# whats the BEST chest ISOLATION exercise



## juggernaut2005 (May 29, 2006)

I can't seem to hit my chest right.. Anytime I do chest my front delts get pumped and I barely feel any pumps on my chest..

Flat bench presses are out for me..  Hurt my shoulders back in feb and decided to quit flat benches..


My routine

Incline dumbell presses 12, 19, 8, 6
decline barbell presses 15, 12, 10, 8
cable flyes 15, 12, 10, 8

I've tried everything.. high weight, low reps, low weight high reps.. BUT my delts keep getting pumped!!

Anyone care to share a few tips/exercises that'll leave my pecs pumped!!

Im also considering eliminating shoulder/delt workouts till my chest caztches up.. Good idea? or bad??

Thanks!


----------



## CowPimp (May 29, 2006)

Aside from the pump, are you seeing the results you want in terms of chest development?


----------



## juggernaut2005 (May 29, 2006)

CowPimp said:
			
		

> Aside from the pump, are you seeing the results you want in terms of chest development?
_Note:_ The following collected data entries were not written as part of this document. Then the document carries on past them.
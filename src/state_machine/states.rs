use serde::{Deserialize, Serialize};
use std::fmt;

/// Conversation endpoint states
///
/// ```text
/// Created ──first send──> Active ──close──> Ending ──peer close / grace──> Reclaimed
///    │                      │
///    └────lifetime elapsed──┴──────────────> Expired
/// ```
///
/// Only a receiver may end a conversation; the sender's side follows once the
/// end-of-dialog message reaches it.
#[derive(Debug, Clone, Copy, PartialEq, Eq, Hash, Serialize, Deserialize)]
#[serde(rename_all = "snake_case")]
pub enum EndpointState {
    /// Opened, nothing sent yet; the peer endpoint does not exist
    Created,
    /// At least one message has crossed; both endpoints exist
    Active,
    /// This side issued a close and waits for its peer or the grace period
    Ending,
    /// Resources released by the transport
    Reclaimed,
    /// Lifetime bound elapsed; the transport retired the endpoint
    Expired,
}

impl EndpointState {
    /// Check if this is a terminal state (endpoint resources are gone)
    pub fn is_terminal(&self) -> bool {
        matches!(self, Self::Reclaimed | Self::Expired)
    }

    /// Check if messages may still be sent from this endpoint
    pub fn can_send(&self) -> bool {
        matches!(self, Self::Created | Self::Active)
    }

    /// Check if the endpoint still holds transport resources
    pub fn is_open(&self) -> bool {
        !self.is_terminal()
    }

    /// Whether `next` is a legal successor of this state
    pub fn can_transition_to(&self, next: EndpointState) -> bool {
        use EndpointState::*;
        match (self, next) {
            (Created, Active) => true,
            (Created | Active, Ending) => true,
            (Created | Active, Expired) => true,
            // Forced close skips the graceful leg
            (Created | Active | Ending, Reclaimed) => true,
            _ => false,
        }
    }
}

impl fmt::Display for EndpointState {
    fn fmt(&self, f: &mut fmt::Formatter<'_>) -> fmt::Result {
        match self {
            Self::Created => write!(f, "created"),
            Self::Active => write!(f, "active"),
            Self::Ending => write!(f, "ending"),
            Self::Reclaimed => write!(f, "reclaimed"),
            Self::Expired => write!(f, "expired"),
        }
    }
}

impl std::str::FromStr for EndpointState {
    type Err = String;

    fn from_str(s: &str) -> Result<Self, Self::Err> {
        match s {
            "created" => Ok(Self::Created),
            "active" => Ok(Self::Active),
            "ending" => Ok(Self::Ending),
            "reclaimed" => Ok(Self::Reclaimed),
            "expired" => Ok(Self::Expired),
            _ => Err(format!("Invalid endpoint state: {s}")),
        }
    }
}

impl Default for EndpointState {
    fn default() -> Self {
        Self::Created
    }
}

/// Which side of the conversation an endpoint represents
#[derive(Debug, Clone, Copy, PartialEq, Eq, Hash, Serialize, Deserialize)]
#[serde(rename_all = "snake_case")]
pub enum EndpointRole {
    /// Opened the conversation (producer side)
    Initiator,
    /// Created by the transport on first delivery (worker side)
    Target,
}

impl fmt::Display for EndpointRole {
    fn fmt(&self, f: &mut fmt::Formatter<'_>) -> fmt::Result {
        match self {
            Self::Initiator => write!(f, "initiator"),
            Self::Target => write!(f, "target"),
        }
    }
}

impl std::str::FromStr for EndpointRole {
    type Err = String;

    fn from_str(s: &str) -> Result<Self, Self::Err> {
        match s {
            "initiator" => Ok(Self::Initiator),
            "target" => Ok(Self::Target),
            _ => Err(format!("Invalid endpoint role: {s}")),
        }
    }
}
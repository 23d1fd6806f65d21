//! # Transport Traits
//!
//! The dialog transport is consumed only through these traits. A transaction
//! covers both the conversation operations and the session registry rows, so a
//! first send and its registry bookkeeping commit or vanish together.
//!
//! Implementations must provide:
//!
//! - Exactly-once receive: a message taken by one transaction is invisible to
//!   every other transaction until that transaction rolls back.
//! - Per-conversation FIFO: while a transaction holds a message from a
//!   conversation, other transactions receive nothing from that conversation.
//! - Read-your-writes inside a transaction: a peer endpoint created by a send
//!   is resolvable before commit.
//! - Row locking on session records: `lock_session_record` blocks while another
//!   transaction holds the same queue name, then observes its committed state.

use std::time::Duration;

use async_trait::async_trait;
use chrono::{DateTime, Utc};

use super::errors::TransportResult;
use super::types::{
    CloseMode, EndpointHandle, EndpointInfo, OpenRequest, ReceivedMessage, SessionId,
};
use crate::session::SessionRecord;

/// Entry point to a dialog transport
#[async_trait]
pub trait Transport: Send + Sync + 'static {
    /// Begin a transaction
    async fn begin(&self) -> TransportResult<Box<dyn BrokerTransaction>>;

    /// Transport type for logging
    fn transport_type(&self) -> &'static str;
}

/// Conversation operations available inside a transaction
#[async_trait]
pub trait TransportTransaction: Send {
    /// Open a conversation from `from_service` to `to_service`, returning the
    /// initiator handle. The target endpoint appears on first send.
    async fn open(&mut self, request: &OpenRequest) -> TransportResult<EndpointHandle>;

    /// Send one message on the conversation `handle` belongs to
    async fn send(
        &mut self,
        handle: EndpointHandle,
        message_type: &str,
        body: &[u8],
    ) -> TransportResult<()>;

    /// Take the next message from `queue_name`, waiting up to `wait` for one to
    /// arrive. `None` when the wait elapsed with nothing available.
    async fn receive(
        &mut self,
        queue_name: &str,
        wait: Duration,
    ) -> TransportResult<Option<ReceivedMessage>>;

    /// Messages still queued for the endpoint `handle`, excluding what this
    /// transaction already received. A send another transaction has not
    /// committed yet must either be counted here or be unable to commit onto a
    /// conversation this transaction closes.
    async fn pending_messages(&mut self, handle: EndpointHandle) -> TransportResult<u64>;

    /// End this side of a conversation
    async fn close(&mut self, handle: EndpointHandle, mode: CloseMode) -> TransportResult<()>;

    /// Endpoint metadata, `None` once the endpoint has been reclaimed
    async fn endpoint_info(&mut self, handle: EndpointHandle)
        -> TransportResult<Option<EndpointInfo>>;

    /// The endpoint on the other side of `session_id` from `local`. Resolvable
    /// only after at least one send on the conversation.
    async fn resolve_peer_handle(
        &mut self,
        session_id: SessionId,
        local: EndpointHandle,
    ) -> TransportResult<Option<EndpointHandle>>;

    /// Open endpoints created at or before `created_before`, oldest first
    async fn list_endpoints(
        &mut self,
        created_before: DateTime<Utc>,
        limit: usize,
    ) -> TransportResult<Vec<EndpointInfo>>;

    /// The transport's clock, which stamps `created_at` and drives expiry
    async fn current_time(&mut self) -> TransportResult<DateTime<Utc>>;

    /// Make every operation of this transaction durable and visible
    async fn commit(&mut self) -> TransportResult<()>;

    /// Discard every operation of this transaction
    async fn rollback(&mut self) -> TransportResult<()>;
}

/// Session registry rows, stored alongside the transport
#[async_trait]
pub trait SessionRecordStore: Send {
    /// Acquire the row lock for `queue_name` (held until commit/rollback) and
    /// read the row if it exists
    async fn lock_session_record(&mut self, queue_name: &str)
        -> TransportResult<Option<SessionRecord>>;

    /// Insert a new row. Requires the row lock.
    async fn insert_session_record(&mut self, record: &SessionRecord) -> TransportResult<()>;

    /// Replace an existing row. Requires the row lock.
    async fn update_session_record(&mut self, record: &SessionRecord) -> TransportResult<()>;

    /// Delete a row, returning whether one existed. Requires the row lock.
    async fn delete_session_record(&mut self, queue_name: &str) -> TransportResult<bool>;

    /// Queue names that currently have a committed row
    async fn list_session_queues(&mut self) -> TransportResult<Vec<String>>;
}

/// A transaction spanning conversations and session records
pub trait BrokerTransaction: TransportTransaction + SessionRecordStore {}

impl<T> BrokerTransaction for T where T: TransportTransaction + SessionRecordStore {}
Good question.. well my chest has always been big and I like how its looking now.. SO I guess I'd say yeah I like how its come out but there's always room for improvement...   I feel like I'm not tearing my pec muscles anymore when I do chest.,.. Plus the fact my delts get pumped makes me feel I'm not hitting the pecs right..


----------



## camarosuper6 (May 29, 2006)

Sounds like your shoulders are overpowering your pecs... which is something I had a problem with too.

Stick with basics, but try starting with decline, then dips, then incline press.


----------



## CowPimp (May 29, 2006)

You could try some pre-exhaust work.  I'm not a big fan, but in the case of overpowering delts it might help.


----------



## juggernaut2005 (May 29, 2006)

CowPimp said:
			
		

> You could try some pre-exhaust work.  I'm not a big fan, but in the case of overpowering delts it might help.




Please elaborate


----------



## juggernaut2005 (May 29, 2006)

camarosuper6 said:
			
		

> Sounds like your shoulders are overpowering your pecs... which is something I had a problem with too.
> 
> Stick with basics, but try starting with decline, then dips, then incline press.




hmm.. so kick off with decline benches then dips then incline??  Ill give that a shot and see what happens.. any rep range preferential??


----------



## CowPimp (May 29, 2006)

juggernaut2005 said:
			
		

> Please elaborate



Superset an isolation exercise for your chest with a compound movement right afterward.  So, do those cable flys and immediately follow with some sort of bench press variation.  You'll have to reduce the weights you use on your compound movement, but it should ensure that your chest is fried afterward.


----------